Wednesday, September 28, 2011

What I love about training.

I just finished reading a new article on t-nation, and the last paragraph that Tim Henriques wrote spoke volumes to me. 

"Serious lifters with a few notches on their weight belts know there's no quick fix to strength. Instead, strength comes from hard work on productive exercises, and it's usually a painfully slow process, earned one excruciating rep at a time. Put some work into this program and you might find it paying you appreciable dividends down the road or on the platform."


It made me realize how much I fucking love working out, and why. Sure, there are the aesthetic benefits (we all like looking good without clothes) and there are the performance benefits (beast mode). But is that it? For someone who truly loves working out, there has to be something else. Something bigger that drives us to get into the weight room and try and move an amount of weight that makes people look at you sideways. What gives me that extra push to do things that make "normal" people scoff?




I have a fear of being average, and that pushes me. I like to be the best at stuff. Even though I'm often not the best, I like to think I am. If I don't believe that I am the best trainer at my gym, why would any client believe that I was the best? I'm not cocky (despite what my friends would tell you) but I am very confident. Whatever I do, I try to excel at. 


I love overcoming challenges. "I hate losing more than I love winning." Every time I break a weight or rep PR in the gym, a new one is set immediately. Pulled 395? 405 is next. After that? 415. Every day has a new challenge. You feel like the biggest badass in the world when you are successful at meeting one of these goals, and the failure just teaches you how to reassess. You don't miss a PR and then stop trying; you miss a PR and figure out how to come back and crush the weight the next time you try.
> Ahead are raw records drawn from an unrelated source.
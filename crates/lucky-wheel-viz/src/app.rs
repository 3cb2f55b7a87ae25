//! Main application state and frame loop.

use std::cell::Cell;
use std::rc::Rc;

use eframe::{App, CreationContext};
use egui::{Context, Pos2, Response, Sense, Ui};
use lucky_wheel_core::{
    Announcement, EditOutcome, Instant, KeyValueStore, LongPress, SpeechSynth, WheelConfig, Widget,
    EDIT_PROMPT, RESET_CONFIRM, RESET_DONE, WRONG_COUNT_MESSAGE,
};
use tracing::{debug, info};

use crate::controls::{show_controls, ControlAction};
use crate::dialogs::{DialogEvent, DialogQueue};
use crate::platform::Host;
use crate::render::{paint_pointer, paint_wheel, SpinAnimation};
use crate::settings::WheelStyle;
use crate::ui::{draw_press_progress, draw_result_highlight};

type HostWidget = Widget<Box<dyn KeyValueStore>, Box<dyn SpeechSynth>>;

/// The lucky wheel application.
pub struct LuckyWheelApp {
    widget: HostWidget,
    /// Raised by the host when its voice list changes
    voices_changed: Rc<Cell<bool>>,
    dialogs: DialogQueue,
    /// Transition towards the current target; `None` when at rest
    animation: Option<SpinAnimation>,
    long_press: LongPress,
    was_pointer_down: bool,
    style: WheelStyle,
    dark_mode: bool,
}

impl LuckyWheelApp {
    /// Create the app for the current platform with default configuration.
    pub fn new(cc: &CreationContext<'_>) -> Self {
        let config = WheelConfig::default();

        #[cfg(target_arch = "wasm32")]
        let host = {
            let host = Host::browser(&config, &cc.egui_ctx);
            crate::platform::register_offline_worker(
                &host.capabilities,
                &config.service_worker_path,
            );
            host
        };

        #[cfg(not(target_arch = "wasm32"))]
        let host = Host::native(&config, None);

        Self::with_host(cc, config, host)
    }

    /// Create the app over an explicit host.
    pub fn with_host(cc: &CreationContext<'_>, config: WheelConfig, host: Host) -> Self {
        #[cfg(target_arch = "wasm32")]
        crate::fonts::fetch_web_fallback(&cc.egui_ctx);
        #[cfg(not(target_arch = "wasm32"))]
        crate::fonts::install_system_fallback(&cc.egui_ctx);

        Self::from_parts(&cc.egui_ctx, config, host)
    }

    fn from_parts(ctx: &Context, config: WheelConfig, host: Host) -> Self {
        let Host {
            capabilities,
            store,
            speech,
            voices_changed,
        } = host;
        let long_press = LongPress::new(config.long_press());
        let widget = Widget::new(config, capabilities, store, speech);
        let dark_mode = ctx.style().visuals.dark_mode;

        Self {
            widget,
            voices_changed,
            dialogs: DialogQueue::default(),
            animation: None,
            long_press,
            was_pointer_down: false,
            style: WheelStyle::for_mode(dark_mode),
            dark_mode,
        }
    }

    /// Rotation to draw at `now`.
    fn displayed_rotation(&self, now: Instant) -> f64 {
        match &self.animation {
            Some(animation) => animation.angle_at(now),
            None => self.widget.rotation(),
        }
    }

    fn start_spin(&mut self, now: Instant) {
        let from = self.displayed_rotation(now);
        let Some(plan) = self.widget.spin(now) else {
            debug!("Spin ignored, wheel already spinning");
            return;
        };
        self.long_press.release();
        self.animation = Some(SpinAnimation {
            from,
            to: plan.target_angle,
            started: now,
            duration: plan.duration,
        });
    }

    fn present(&mut self, announcement: Announcement) {
        if let Announcement::Alert(message) = announcement {
            self.dialogs.alert(message);
        }
    }

    /// Advance timers: voice list, spin completion, long press.
    fn tick(&mut self, now: Instant) {
        if self.voices_changed.replace(false) {
            self.widget.voices_changed();
        }

        if let Some((_, announcement)) = self.widget.poll(now) {
            self.present(announcement);
        }
        if !self.widget.is_spinning()
            && self.animation.is_some_and(|animation| animation.is_finished(now))
        {
            self.animation = None;
        }

        if self.long_press.poll(now) {
            self.dialogs.confirm(RESET_CONFIRM);
        }
    }

    fn open_editor(&mut self) {
        match self.widget.edit_prompt() {
            Some(current) => self.dialogs.prompt(EDIT_PROMPT, current),
            None => debug!("Edit ignored while spinning"),
        }
    }

    fn handle_action(&mut self, action: ControlAction, now: Instant) {
        match action {
            ControlAction::Spin => self.start_spin(now),
            ControlAction::TestVoice => {
                let announcement = self.widget.test_voice();
                self.present(announcement);
            }
        }
    }

    fn handle_dialog(&mut self, event: DialogEvent) {
        match event {
            DialogEvent::AlertDismissed => {}
            DialogEvent::PromptClosed(input) => match self.widget.submit_edit(input.as_deref()) {
                EditOutcome::Updated => {
                    info!(labels = %self.widget.options().join(","), "Options updated")
                }
                EditOutcome::Rejected { found } => {
                    debug!(found, "Edit rejected");
                    self.dialogs.alert(WRONG_COUNT_MESSAGE);
                }
                EditOutcome::Cancelled | EditOutcome::Busy => {}
            },
            DialogEvent::ConfirmClosed(confirmed) => {
                if self.widget.reset(confirmed) {
                    info!("Options reset");
                    self.dialogs.alert(RESET_DONE);
                }
            }
        }
    }

    fn wheel_ui(&mut self, ui: &mut Ui, now: Instant) {
        let available = ui.available_size();
        let side = available.x.min(available.y);
        let (rect, response) =
            ui.allocate_exact_size(egui::vec2(available.x, side), Sense::click_and_drag());
        let center = rect.center();
        let radius = side * self.style.radius_fraction;
        let rotation = self.displayed_rotation(now) as f32;

        let painter = ui.painter_at(rect);
        paint_wheel(
            &painter,
            center,
            radius,
            rotation,
            self.widget.options(),
            &self.style,
        );
        if !self.widget.is_spinning() {
            if let Some(outcome) = self.widget.last_result() {
                draw_result_highlight(
                    &painter,
                    center,
                    radius,
                    outcome.index,
                    rotation,
                    self.dark_mode,
                );
            }
        }
        paint_pointer(&painter, center, radius, &self.style);
        if let Some(progress) = self.long_press.progress(now) {
            draw_press_progress(&painter, center, radius, progress, self.dark_mode);
        }

        self.handle_wheel_input(&response, center, radius, now);
    }

    /// Double-click edits, press-and-hold resets.
    fn handle_wheel_input(&mut self, response: &Response, center: Pos2, radius: f32, now: Instant) {
        let on_wheel = response
            .interact_pointer_pos()
            .is_some_and(|pos| pos.distance(center) <= radius);

        if response.double_clicked() && on_wheel {
            self.long_press.release();
            self.open_editor();
            return;
        }

        let down = response.is_pointer_button_down_on();
        if down && !self.was_pointer_down && on_wheel {
            self.long_press.press(now, self.widget.is_spinning());
        } else if !down && self.was_pointer_down {
            self.long_press.release();
        }
        self.was_pointer_down = down;
    }
}

impl App for LuckyWheelApp {
    fn update(&mut self, ctx: &Context, _frame: &mut eframe::Frame) {
        let now = Instant::now();

        let dark_mode = ctx.style().visuals.dark_mode;
        if dark_mode != self.dark_mode {
            self.dark_mode = dark_mode;
            self.style = WheelStyle::for_mode(dark_mode);
        }

        self.tick(now);

        if let Some(event) = self.dialogs.show(ctx) {
            self.handle_dialog(event);
        }

        let action = egui::TopBottomPanel::bottom("controls")
            .resizable(false)
            .show(ctx, |ui| {
                ui.add_space(8.0);
                let action = show_controls(ui, self.widget.is_spinning(), self.widget.last_result());
                ui.add_space(8.0);
                action
            })
            .inner;
        if let Some(action) = action {
            self.handle_action(action, now);
        }

        egui::CentralPanel::default().show(ctx, |ui| {
            self.wheel_ui(ui, now);
        });

        if self.widget.is_spinning() || self.animation.is_some() || self.long_press.is_armed() {
            ctx.request_repaint();
        }
    }
}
To keep moving forward you have to keep learning. 


I honestly got this in a fortune cookie.
Those are pretty common reasons for people to work out, though. Tim's last paragraph made me think of something I'd never thought of before though. Training is one of the few areas of life where you ALWAYS get out of it what you put in. If you get in the gym 5 times a week and bust your ass doing the right exercises, and then go home and eat a flawless diet; you're going to end up on the Swole' Patrol. If you go spend 40 minutes on the arc trainer twice a week before happy hour with your co-workers, you're going to look like it. I really don't know of any other areas of life where you control your destiny to this extent.

You can go to work and put in 100% every day and be perfect, but that chode down the hall got to ride with the boss at the company golf tournament, kissed some ass and got the promotion instead of you. Same with school; some people just aren't good at it. No matter how hard I study some materials, I just don't get it. (Math and Chemistry, I'm looking at you!)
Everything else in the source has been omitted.